One chart in the analysis of the proposed AHCA bill, supposedly a bill that is about health care, shows what it's actually about:


For a European living in Sweden, a country which is often criticized for being "socialist", this is absolutely unbelievable. Health insurance is now going to require a significant part of the salary from poor people, a smaller and less noticeable amount of the salary from people with middle income, and reduce the costs by some relatively insignificant amount for high income groups. It takes one trillion dollars away from health care altogether to give tax reductions for very rich people. That's the tall blue bar to the far right in the diagram above.

The diagram is a bit misleading, because there are more people around the middle of the scale, and not many people have over $200K annual income. This means that the bars are not proportional to the amount of money being redistributed. Nevertheless, the diagram still looks like a Bizarro-world opposite to me, completely different from how it works in my home country. Instead of taking from the poor (who don't actually have that much because they are, you know, poor), the system could be designed take from those who are well off, the ones who can actually afford paying more, and give the rebates to the people who need it, like, you know, the people who make less than $20K per year?

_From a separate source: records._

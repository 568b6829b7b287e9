// THEORY:
// The `pipeline` module is the top-level API of the lane engine. It wires the stages together
// into a single per-frame call and owns the one piece of state a stream has: its `LaneTracker`.
//
//   detector → classify → estimate → track → project → render
//
// One `LanePipeline` serves exactly one video stream. Frames must be fed in order; the pipeline
// counts them, and the sequenced entry point refuses a frame that is not the next one.

use crate::config::DeploymentProfile;
use crate::core_modules::detector::SegmentDetector;
use crate::core_modules::lane_estimator;
use crate::core_modules::overlay::{LaneQuad, OverlayRenderer};
use crate::core_modules::projector::ProjectionLevels;
use crate::core_modules::segment_classifier::segment_classifier;
use crate::core_modules::tracker::LaneTracker;
use crate::error::{LaneError, Result};
use image::RgbImage;
use tracing::{debug, info};

// Re-export key data structures for the public API.
pub use crate::core_modules::segment::{LaneLine, LineSegment, PixelPoint, ProjectedLine};
pub use crate::core_modules::tracker::{LaneSource, TrackedLanes, TrackerState};

/// Everything the pipeline decided about one frame.
#[derive(Debug, Clone, PartialEq)]
pub struct LaneReport {
    /// Zero-based position of the frame in its stream.
    pub frame_id: u64,
    pub left_candidates: usize,
    pub right_candidates: usize,
    /// This frame's own estimates, before tracking.
    pub left_estimate: Option<LaneLine>,
    pub right_estimate: Option<LaneLine>,
    pub tracked: TrackedLanes,
    pub levels: ProjectionLevels,
    pub left_projected: Option<ProjectedLine>,
    pub right_projected: Option<ProjectedLine>,
    /// Present only when both tracked lines are.
    pub fill: Option<LaneQuad>,
}

impl LaneReport {
    pub fn has_overlay(&self) -> bool {
        self.left_projected.is_some() || self.right_projected.is_some()
    }
}

/// The lane engine for a single video stream.
pub struct LanePipeline<D> {
    detector: D,
    tracker: LaneTracker,
    renderer: OverlayRenderer,
    profile: DeploymentProfile,
    next_frame: u64,
}

impl<D: SegmentDetector> LanePipeline<D> {
    pub fn new(profile: DeploymentProfile, detector: D) -> Result<Self> {
        profile.validate()?;
        info!(
            profile = %profile.name,
            y_top_ratio = profile.y_top_ratio,
            max_fallback_frames = ?profile.max_fallback_frames,
            "lane pipeline ready"
        );
        Ok(Self {
            detector,
            tracker: LaneTracker::with_decay(profile.max_fallback_frames),
            renderer: OverlayRenderer::new(profile.overlay_style()),
            profile,
            next_frame: 0,
        })
    }

    /// Runs the whole pipeline on the next frame of the stream and returns the composited frame.
    pub fn process_frame(&mut self, frame: &RgbImage) -> RgbImage {
        self.process_frame_with_report(frame).0
    }

    pub fn process_frame_with_report(&mut self, frame: &RgbImage) -> (RgbImage, LaneReport) {
        let report = self.analyze(frame);
        let rendered = self.render(frame, &report);
        (rendered, report)
    }

    /// Like `process_frame_with_report`, but fails if `frame_id` is not the next frame.
    pub fn process_sequenced(
        &mut self,
        frame_id: u64,
        frame: &RgbImage,
    ) -> Result<(RgbImage, LaneReport)> {
        if frame_id != self.next_frame {
            return Err(LaneError::OutOfOrderFrame {
                expected: self.next_frame,
                got: frame_id,
            });
        }
        Ok(self.process_frame_with_report(frame))
    }

    /// Detects, estimates, tracks and projects, without rendering.
    pub fn analyze(&mut self, frame: &RgbImage) -> LaneReport {
        let segments = self.detector.detect(frame);
        self.track_segments(segments.as_deref(), frame.height())
    }

    /// Advances the stream with segments that were detected elsewhere.
    pub fn track_segments(
        &mut self,
        segments: Option<&[LineSegment]>,
        frame_height: u32,
    ) -> LaneReport {
        let frame_id = self.next_frame;
        self.next_frame += 1;

        // Stage 1: Classification
        let classified = segment_classifier::classify(segments);

        // Stage 2: Weighted Estimation
        let left_estimate = lane_estimator::estimate(&classified.left);
        let right_estimate = lane_estimator::estimate(&classified.right);

        // Stage 3: Tracking
        let tracked = self.tracker.update(left_estimate, right_estimate);

        // Stage 4: Projection
        let levels = ProjectionLevels::for_frame(frame_height, self.profile.y_top_ratio);
        let left_projected = levels.project(tracked.left);
        let right_projected = levels.project(tracked.right);
        let fill = match (&left_projected, &right_projected) {
            (Some(l), Some(r)) if tracked.both_present() => Some(LaneQuad::between(l, r)),
            _ => None,
        };

        debug!(
            frame_id,
            left_candidates = classified.left.len(),
            right_candidates = classified.right.len(),
            left = ?tracked.left_source,
            right = ?tracked.right_source,
            "frame tracked"
        );

        LaneReport {
            frame_id,
            left_candidates: classified.left.len(),
            right_candidates: classified.right.len(),
            left_estimate,
            right_estimate,
            tracked,
            levels,
            left_projected,
            right_projected,
            fill,
        }
    }

    /// Stage 5: draws a report's geometry onto a copy of `frame`.
    pub fn render(&self, frame: &RgbImage, report: &LaneReport) -> RgbImage {
        self.renderer.render(
            frame,
            [report.left_projected, report.right_projected],
            report.fill,
        )
    }

    /// Starts the stream over: forgets tracked lines and the frame count.
    pub fn reset(&mut self) {
        self.tracker.reset();
        self.next_frame = 0;
    }

    pub fn tracker_state(&self) -> &TrackerState {
        self.tracker.state()
    }

    pub fn frames_processed(&self) -> u64 {
        self.next_frame
    }

    pub fn profile(&self) -> &DeploymentProfile {
        &self.profile
    }

    pub fn detector_mut(&mut self) -> &mut D {
        &mut self.detector
    }
}
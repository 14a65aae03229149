use crate::http::mime::{DEFAULT_MIME_TYPE, mime_type_for, mime_type_for_path};

use std::path::Path;

/// **VALUE**: Verifies every extension of the fixed table.
///
/// **WHY THIS MATTERS**: Browsers refuse to apply stylesheets or run scripts served with
/// the wrong content type, so a wrong entry breaks pages in confusing ways.
///
/// **BUG THIS CATCHES**: Would catch a typo or a dropped entry in the table.
#[test]
fn given_known_extensions_when_mime_type_for_then_returns_table_entry() {
    assert_eq!(mime_type_for("site.css"), "text/css");
    assert_eq!(mime_type_for("app.js"), "application/javascript");
    assert_eq!(mime_type_for("clip.mov"), "video/quicktime");
    assert_eq!(mime_type_for("clip.mp4"), "video/mp4");
    assert_eq!(mime_type_for("spinner.gif"), "image/gif");
    assert_eq!(mime_type_for("photo.jpg"), "image/jpeg");
    assert_eq!(mime_type_for("logo.png"), "image/png");
    assert_eq!(mime_type_for("index.html"), "text/html");
}

/// **VALUE**: Verifies the fallback for names without a recognised extension.
///
/// **BUG THIS CATCHES**: Would catch a lookup that panics or returns an empty type
/// for extension-less files such as `README`.
#[test]
fn given_unknown_or_missing_extension_when_mime_type_for_then_defaults_to_html() {
    assert_eq!(mime_type_for("README"), DEFAULT_MIME_TYPE);
    assert_eq!(mime_type_for("archive.tar.gz"), DEFAULT_MIME_TYPE);
    assert_eq!(mime_type_for("trailing."), DEFAULT_MIME_TYPE);
    assert_eq!(mime_type_for(""), DEFAULT_MIME_TYPE);
}

/// **VALUE**: Verifies only the text after the last dot is considered.
///
/// **BUG THIS CATCHES**: Would catch splitting on the first dot, which types
/// `jquery.min.js` as `text/html`.
#[test]
fn given_multiple_dots_when_mime_type_for_then_uses_last_segment() {
    assert_eq!(mime_type_for("jquery.min.js"), "application/javascript");
    assert_eq!(mime_type_for("photo.backup.png"), "image/png");
}

/// **VALUE**: Verifies lookup is case-sensitive, matching the table exactly.
#[test]
fn given_uppercase_extension_when_mime_type_for_then_defaults() {
    assert_eq!(mime_type_for("PHOTO.JPG"), DEFAULT_MIME_TYPE);
}

/// **VALUE**: Verifies directory names with dots don't leak into the lookup.
///
/// **BUG THIS CATCHES**: Would catch typing `/assets.v2/readme` by its directory.
#[test]
fn given_path_when_mime_type_for_path_then_uses_file_name_only() {
    assert_eq!(
        mime_type_for_path(Path::new("/srv/assets.css/readme")),
        DEFAULT_MIME_TYPE
    );
    assert_eq!(mime_type_for_path(Path::new("/srv/www/site.css")), "text/css");
}
//! Logging for the webserver binary.
//!
//! Colored output on stdout, plus a plain-text log file when a log directory
//! is given. Initialization is thread-safe and runs at most once.

use crate::error::WebserverError;

use common::ErrorLocation;

use std::io::stdout;
use std::panic::Location;
use std::path::Path;
use std::sync::Once;
use std::sync::atomic::{AtomicBool, Ordering};
use std::time::SystemTime;

use fern::Dispatch;
use fern::colors::Color::{Blue, Green, Magenta, Red, Yellow};
use fern::colors::ColoredLevelConfig;
use humantime::format_rfc3339;
use log::{LevelFilter, info, warn};

static INIT_LOGGER_ONCE: Once = Once::new();

static LOGGER_ALREADY_CALLED: AtomicBool = AtomicBool::new(false);

pub const LOG_FILE_NAME: &str = "webserver.log";

const LOGGER_ALREADY_INITIALIZED_MESSAGE: &str = "Logger already initialized";

#[cfg(debug_assertions)]
const DEFAULT_LOG_LEVEL: LevelFilter = LevelFilter::Debug;

#[cfg(not(debug_assertions))]
const DEFAULT_LOG_LEVEL: LevelFilter = LevelFilter::Info;

/// Initialize logging to stdout and, if `log_dir` is set, to `log_dir/webserver.log`.
///
/// Safe to call more than once: later calls log a warning and return `Ok`.
///
/// # Errors
///
/// Returns [`WebserverError::Webserver`] if the log file cannot be created or
/// another global logger is already installed.
pub fn initialize(log_dir: Option<&Path>, level: Option<LevelFilter>) -> Result<(), WebserverError> {
    if LOGGER_ALREADY_CALLED.swap(true, Ordering::SeqCst) {
        warn!("{LOGGER_ALREADY_INITIALIZED_MESSAGE}");
        return Ok(());
    }

    let level = level.unwrap_or(DEFAULT_LOG_LEVEL);
    let mut result = Ok(());

    INIT_LOGGER_ONCE.call_once(|| {
        result = initialize_internal(log_dir, level);
        if result.is_ok() {
            info!("Logger initialized with level: {level:?}");
        }
    });

    result
}

#[track_caller]
fn initialize_internal(log_dir: Option<&Path>, level: LevelFilter) -> Result<(), WebserverError> {
    let color_configuration = ColoredLevelConfig::new()
        .debug(Blue)
        .info(Green)
        .warn(Yellow)
        .error(Red)
        .trace(Magenta);

    let stdout_dispatch = Dispatch::new()
        .format(move |out, message, record| {
            out.finish(format_args!(
                "[{date} - {level}] {message} [{target}]",
                date = format_rfc3339(SystemTime::now()),
                level = color_configuration.color(record.level()),
                message = message,
                target = record.target(),
            ))
        })
        .chain(stdout());

    let mut dispatch = Dispatch::new().level(level).chain(stdout_dispatch);

    if let Some(log_dir) = log_dir {
        let log_file_path = log_dir.join(LOG_FILE_NAME);
        let log_file = fern::log_file(&log_file_path).map_err(|e| WebserverError::Webserver {
            message: format!("Failed to create log file {}: {e}", log_file_path.display()),
            location: ErrorLocation::from(Location::caller()),
        })?;

        dispatch = dispatch.chain(
            Dispatch::new()
                .format(move |out, message, record| {
                    out.finish(format_args!(
                        "[{date} - {level}] {message} [{file}:{line}]",
                        date = format_rfc3339(SystemTime::now()),
                        level = record.level(),
                        message = message,
                        file = record.file().unwrap_or("unknown"),
                        line = record.line().unwrap_or(0)
                    ))
                })
                .chain(log_file),
        );
    }

    dispatch.apply().map_err(|e| WebserverError::Webserver {
        message: format!("Failed to initialize logger: {e}"),
        location: ErrorLocation::from(Location::caller()),
    })?;

    Ok(())
}
//! Static file serving from fixed and dynamic document roots.
//!
//! Both kinds of root are ordinary [`RequestHandler`]s: a file that exists
//! under the root is streamed back, anything else is "no opinion".

use crate::http::{Request, Response};
use crate::routing::RequestHandler;

use std::path::{Component, Path, PathBuf};
use std::sync::{Arc, PoisonError, RwLock};

use log::{debug, warn};

/// Produces a root directory at request time.
pub type PathSupplier = dyn Fn() -> PathBuf + Send + Sync;

/// Serves files found under one fixed directory.
#[derive(Debug, Clone)]
pub struct DocumentRoot {
    root: PathBuf,
}

impl DocumentRoot {
    pub fn new(root: impl Into<PathBuf>) -> Self {
        Self { root: root.into() }
    }

    pub fn root(&self) -> &Path {
        &self.root
    }
}

impl RequestHandler for DocumentRoot {
    fn handle(&self, request: &Request) -> Option<Response> {
        serve_from(&self.root, &request.path)
    }
}

/// Named roots whose directory is recomputed on every request.
///
/// Roots are consulted in registration order and the first root holding the
/// requested file wins. Re-registering a name swaps its supplier in place.
#[derive(Default)]
pub struct DynamicRoots {
    roots: RwLock<Vec<(String, Arc<PathSupplier>)>>,
}

impl DynamicRoots {
    pub fn new() -> Self {
        Self::default()
    }

    pub fn insert<F>(&self, name: impl Into<String>, supplier: F)
    where
        F: Fn() -> PathBuf + Send + Sync + 'static,
    {
        let name = name.into();
        let supplier: Arc<PathSupplier> = Arc::new(supplier);
        let mut roots = self.roots.write().unwrap_or_else(PoisonError::into_inner);

        match roots.iter_mut().find(|(existing, _)| *existing == name) {
            Some(entry) => {
                debug!("Replacing dynamic root {name}");
                entry.1 = supplier;
            }
            None => {
                debug!("Adding dynamic root {name}");
                roots.push((name, supplier));
            }
        }
    }

    pub fn remove(&self, name: &str) -> bool {
        let mut roots = self.roots.write().unwrap_or_else(PoisonError::into_inner);
        let before = roots.len();
        roots.retain(|(existing, _)| existing != name);
        roots.len() != before
    }

    pub fn names(&self) -> Vec<String> {
        self.roots
            .read()
            .unwrap_or_else(PoisonError::into_inner)
            .iter()
            .map(|(name, _)| name.clone())
            .collect()
    }

    pub fn len(&self) -> usize {
        self.roots
            .read()
            .unwrap_or_else(PoisonError::into_inner)
            .len()
    }

    pub fn is_empty(&self) -> bool {
        self.len() == 0
    }
}

impl RequestHandler for DynamicRoots {
    fn handle(&self, request: &Request) -> Option<Response> {
        // Suppliers run outside the lock; they are application code.
        let roots = self
            .roots
            .read()
            .unwrap_or_else(PoisonError::into_inner)
            .clone();

        roots.iter().find_map(|(name, supplier)| {
            let root = supplier();
            let response = serve_from(&root, &request.path);
            if response.is_some() {
                debug!("{} served from dynamic root {}", request.path, name);
            }
            response
        })
    }
}

/// Map a request path onto `root`, refusing anything that would escape it.
pub fn resolve(root: &Path, request_path: &str) -> Option<PathBuf> {
    let mut resolved = root.to_path_buf();
    for component in Path::new(request_path.trim_start_matches('/')).components() {
        match component {
            Component::Normal(segment) => resolved.push(segment),
            Component::CurDir => {}
            Component::ParentDir | Component::RootDir | Component::Prefix(_) => return None,
        }
    }
    Some(resolved)
}

/// Stream the file at `root` + `request_path` if it exists.
pub fn serve_from(root: &Path, request_path: &str) -> Option<Response> {
    let path = resolve(root, request_path)?;
    if !path.is_file() {
        return None;
    }

    match Response::file(&path) {
        Ok(response) => Some(response),
        Err(e) => {
            warn!("Failed to open {}: {}", path.display(), e);
            None
        }
    }
}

Increasing the premium for health insurance by $1,420 for those who earn less than $10K means that they need to spend at least another 14% of their salary to maintain their coverage. Giving $600 to those who earn more than $100K saves them at most 0.6% of their salary, which I cannot imagine would make any kind of real world difference whatsoever. Finally, looking at the extreme to the far right (pun intended), reducing the cost by $5,640 for someone earning more than $200K saves them at most 2.8% of their salary. While that might be nice for them, it happens at the expense of low income households.

This is all backwards. This is all wrong. This is a redistribution of wealth as if imagined by Robin Hood's evil twin. Taking from the poor and giving to the rich is not how you create a working bill for universal health care. This bill is first and foremost a tax reduction for the very rich.